The FDA Office of Regulatory Affairs is responsible for the enforcement of federal legislation and serves in a regulatory capacity to ensure health related products are accurately and informatively represented to the public, effective, and safe.

The Office of Regulatory Affairs has legislative and regulatory authority for the specified health related products:

- Biologics
- Cosmetics
- Dietary Supplements
- Drugs
- Foods
- Medical Devices
- Radiation-Emitting Electronic Products
- Tobacco Products
- Veterinary Products

==Organization==

It is organized into five regions - Northeast (NER), Central (CER), Southeast (SER), Southwest (SWR) and Pacific (PAR). Each region is structured into district and resident post offices. There are a total of 20 district offices, nineteen of which handle both imported and domestic products and one import only district (Southwest Import, referred to as "SWID"). Districts, with the exception of the Southwest Imports District (SWID), are referred to by a three letter name followed by "DO", such as MIN-DO for Minneapolis District.

Each district office consists of three branches reporting to a district director. The majority of the staff are part of an Investigations Branch that performs routine inspections of manufacturers and imported products, issuance of the FDA 483, complaint investigations, audits of recalls, collections of samples, and other related tasks. These staff are mostly Consumer Safety Officers (CSOs, "Investigators") or Consumer Safety Inspectors (CSIs, "Inspectors"). ORA no longer routinely hire CSIs, most new staff are CSOs. These staff have a variety of administrative authorities and enforce the civil law requirements of the Food, Drug, and Cosmetic Act as well as parts of the Public Health Service Act. Some are also commissioned officers of the Public Health Service, but this does not generally affect day-to-day duties. These staff are generally technical or scientific and are not involved in criminal law enforcement which is handled by a separate branch of FDA called OCI, though many criminal investigations are started by ORA referring a case to OCI.

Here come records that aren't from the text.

//! Check Session Use Case
//!
//! Verifies a session token and resolves the bound identity.

use std::sync::Arc;

use crate::application::config::AuthConfig;
use crate::application::token;
use crate::domain::entity::session::Session;
use crate::domain::repository::SessionRepository;
use crate::domain::value_object::user_id::UserId;
use crate::error::{AuthError, AuthResult};

/// Check session use case
pub struct CheckSessionUseCase<S>
where
    S: SessionRepository + Clone + Send + Sync + 'static,
{
    session_repo: Arc<S>,
    config: Arc<AuthConfig>,
}

impl<S> CheckSessionUseCase<S>
where
    S: SessionRepository + Clone + Send + Sync + 'static,
{
    pub fn new(session_repo: Arc<S>, config: Arc<AuthConfig>) -> Self {
        Self {
            session_repo,
            config,
        }
    }

    /// Resolve a token to the bound user identifier
    pub async fn resolve(&self, session_token: &str) -> AuthResult<UserId> {
        self.get_session(session_token).await.map(|s| s.user_id)
    }

    /// Just check if the session is valid (returns bool)
    pub async fn is_valid(&self, session_token: &str) -> bool {
        self.get_session(session_token).await.is_ok()
    }

    /// Verify the token signature and load the session
    ///
    /// Expired sessions are deleted on sight and reported as invalid, so
    /// they behave exactly like absent ones.
    pub async fn get_session(&self, session_token: &str) -> AuthResult<Session> {
        let session_id = token::parse(&self.config.session_secret, session_token)?;

        let session = self
            .session_repo
            .find_by_id(session_id)
            .await?
            .ok_or(AuthError::SessionInvalid)?;

        if session.is_expired() {
            self.session_repo.delete(session_id).await?;
            return Err(AuthError::SessionInvalid);
        }

        Ok(session)
    }
}
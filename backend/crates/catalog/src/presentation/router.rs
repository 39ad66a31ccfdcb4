//! Catalog Routers
//!
//! Reads and writes are separate routers so the API binary can layer the
//! auth session guard over the mutating routes only (uniform gating
//! policy: every mutation requires a session, every read is public).

use axum::{
    Router,
    routing::{get, post, put},
};
use std::sync::Arc;

use crate::domain::repository::ProductRepository;
use crate::presentation::handlers::{self, CatalogAppState};

/// Public read routes: list and fetch
pub fn catalog_read_router<R>(repo: R) -> Router
where
    R: ProductRepository + Clone + Send + Sync + 'static,
{
    let state = CatalogAppState {
        repo: Arc::new(repo),
    };

    Router::new()
        .route("/", get(handlers::list_products::<R>))
        .route("/{id}", get(handlers::get_product::<R>))
        .with_state(state)
}

/// Mutating routes: create, update, delete
pub fn catalog_write_router<R>(repo: R) -> Router
where
    R: ProductRepository + Clone + Send + Sync + 'static,
{
    let state = CatalogAppState {
        repo: Arc::new(repo),
    };

    Router::new()
        .route("/", post(handlers::create_product::<R>))
        .route(
            "/{id}",
            put(handlers::update_product::<R>).delete(handlers::delete_product::<R>),
        )
        .with_state(state)
}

The district offices also include a Compliance Branch. Compliance Officers handle the administrative authorities used in inspections, such as issuing Warning Letters. They also organize civil litigation (such as a seizure or injunction) which is brought to the courts by the United States District Attorneys.

The final branch is an Administrative Branch which handles budgeting, some aspects of payroll, and other administrative tasks. Regional and national regulatory experts are often located at district offices, but are not administratively part of those offices.

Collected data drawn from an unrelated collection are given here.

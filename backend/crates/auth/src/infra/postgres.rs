//! PostgreSQL Repository Implementations

use chrono::{DateTime, Utc};
use platform::password::PasswordDigest;
use sqlx::PgPool;
use uuid::Uuid;

use crate::domain::entity::{session::Session, user::User};
use crate::domain::repository::{SessionRepository, UserRepository};
use crate::domain::value_object::{email::Email, user_id::UserId};
use crate::error::{AuthError, AuthResult};

/// PostgreSQL unique-violation code (duplicate key)
const UNIQUE_VIOLATION: &str = "23505";

/// PostgreSQL-backed auth repository
#[derive(Clone)]
pub struct PgAuthRepository {
    pool: PgPool,
}

impl PgAuthRepository {
    pub fn new(pool: PgPool) -> Self {
        Self { pool }
    }

    /// Clean up expired sessions
    pub async fn cleanup_expired(&self) -> AuthResult<u64> {
        let now_ms = Utc::now().timestamp_millis();

        let deleted = sqlx::query("DELETE FROM sessions WHERE expires_at_ms < $1")
            .bind(now_ms)
            .execute(&self.pool)
            .await?
            .rows_affected();

        tracing::info!(sessions_deleted = deleted, "Cleaned up expired sessions");

        Ok(deleted)
    }
}

// ============================================================================
// User Repository Implementation
// ============================================================================

impl UserRepository for PgAuthRepository {
    async fn insert(&self, user: &User) -> AuthResult<()> {
        sqlx::query(
            r#"
            INSERT INTO users (
                user_id,
                name,
                email,
                phone,
                gender,
                password_hash,
                created_at,
                updated_at
            ) VALUES ($1, $2, $3, $4, $5, $6, $7, $8)
            "#,
        )
        .bind(user.user_id.as_uuid())
        .bind(&user.name)
        .bind(user.email.as_str())
        .bind(&user.phone)
        .bind(&user.gender)
        .bind(user.password_hash.as_phc_string())
        .bind(user.created_at)
        .bind(user.updated_at)
        .execute(&self.pool)
        .await
        .map_err(|e| match &e {
            // UNIQUE(email): a concurrent signup that won the race turns
            // ours into the same conflict the existence check reports.
            sqlx::Error::Database(db) if db.code().as_deref() == Some(UNIQUE_VIOLATION) => {
                AuthError::EmailTaken
            }
            _ => AuthError::Database(e),
        })?;

        Ok(())
    }

    async fn find_by_id(&self, user_id: &UserId) -> AuthResult<Option<User>> {
        let row = sqlx::query_as::<_, UserRow>(
            r#"
            SELECT
                user_id,
                name,
                email,
                phone,
                gender,
                password_hash,
                created_at,
                updated_at
            FROM users
            WHERE user_id = $1
            "#,
        )
        .bind(user_id.as_uuid())
        .fetch_optional(&self.pool)
        .await?;

        row.map(|r| r.into_user()).transpose()
    }

    async fn find_by_email(&self, email: &Email) -> AuthResult<Option<User>> {
        let row = sqlx::query_as::<_, UserRow>(
            r#"
            SELECT
                user_id,
                name,
                email,
                phone,
                gender,
                password_hash,
                created_at,
                updated_at
            FROM users
            WHERE email = $1
            "#,
        )
        .bind(email.as_str())
        .fetch_optional(&self.pool)
        .await?;

        row.map(|r| r.into_user()).transpose()
    }

    async fn exists_by_email(&self, email: &Email) -> AuthResult<bool> {
        let exists =
            sqlx::query_scalar::<_, bool>("SELECT EXISTS(SELECT 1 FROM users WHERE email = $1)")
                .bind(email.as_str())
                .fetch_one(&self.pool)
                .await?;

        Ok(exists)
    }
}

// ============================================================================
// Session Repository Implementation
// ============================================================================

impl SessionRepository for PgAuthRepository {
    async fn insert(&self, session: &Session) -> AuthResult<()> {
        sqlx::query(
            r#"
            INSERT INTO sessions (
                session_id,
                user_id,
                expires_at_ms,
                created_at
            ) VALUES ($1, $2, $3, $4)
            "#,
        )
        .bind(session.session_id)
        .bind(session.user_id.as_uuid())
        .bind(session.expires_at_ms)
        .bind(session.created_at)
        .execute(&self.pool)
        .await?;

        Ok(())
    }

    async fn find_by_id(&self, session_id: Uuid) -> AuthResult<Option<Session>> {
        let now_ms = Utc::now().timestamp_millis();

        let row = sqlx::query_as::<_, SessionRow>(
            r#"
            SELECT
                session_id,
                user_id,
                expires_at_ms,
                created_at
            FROM sessions
            WHERE session_id = $1 AND expires_at_ms > $2
            "#,
        )
        .bind(session_id)
        .bind(now_ms)
        .fetch_optional(&self.pool)
        .await?;

        Ok(row.map(|r| r.into_session()))
    }

    async fn delete(&self, session_id: Uuid) -> AuthResult<()> {
        sqlx::query("DELETE FROM sessions WHERE session_id = $1")
            .bind(session_id)
            .execute(&self.pool)
            .await?;

        Ok(())
    }

    async fn delete_expired(&self) -> AuthResult<u64> {
        self.cleanup_expired().await
    }
}

// ============================================================================
// Row Types for sqlx mapping
// ============================================================================

#[derive(sqlx::FromRow)]
struct UserRow {
    user_id: Uuid,
    name: String,
    email: String,
    phone: Option<String>,
    gender: Option<String>,
    password_hash: String,
    created_at: DateTime<Utc>,
    updated_at: DateTime<Utc>,
}

impl UserRow {
    fn into_user(self) -> AuthResult<User> {
        let password_hash = PasswordDigest::from_phc_string(self.password_hash)
            .map_err(|e| AuthError::Internal(format!("Invalid password hash: {}", e)))?;

        Ok(User {
            user_id: UserId::from_uuid(self.user_id),
            name: self.name,
            email: Email::from_db(self.email),
            phone: self.phone,
            gender: self.gender,
            password_hash,
            created_at: self.created_at,
            updated_at: self.updated_at,
        })
    }
}

#[derive(sqlx::FromRow)]
struct SessionRow {
    session_id: Uuid,
    user_id: Uuid,
    expires_at_ms: i64,
    created_at: DateTime<Utc>,
}

impl SessionRow {
    fn into_session(self) -> Session {
        Session {
            session_id: self.session_id,
            user_id: UserId::from_uuid(self.user_id),
            expires_at_ms: self.expires_at_ms,
            created_at: self.created_at,
        }
    }
}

The districts also include resident posts, typically in major cities or at major border crossings. These are generally only Investigations Branch staff.

The Office of Regulatory Affairs operates thirteen field laboratories. The field science laboratories were historically part of the FDA districts infrastructure but are now independent entities. ORA has five regional, six district, and two specialty laboratories such as the Forensic Chemistry Center (FCC) and the Winchester Engineering and Analytical Center (WEAC).

ORA operations are generally conducted according to the Compliance Program Guidance Manual (CPGM), Investigations Operations Manual (IOM), and the Regulatory Procedures Manual (RPM).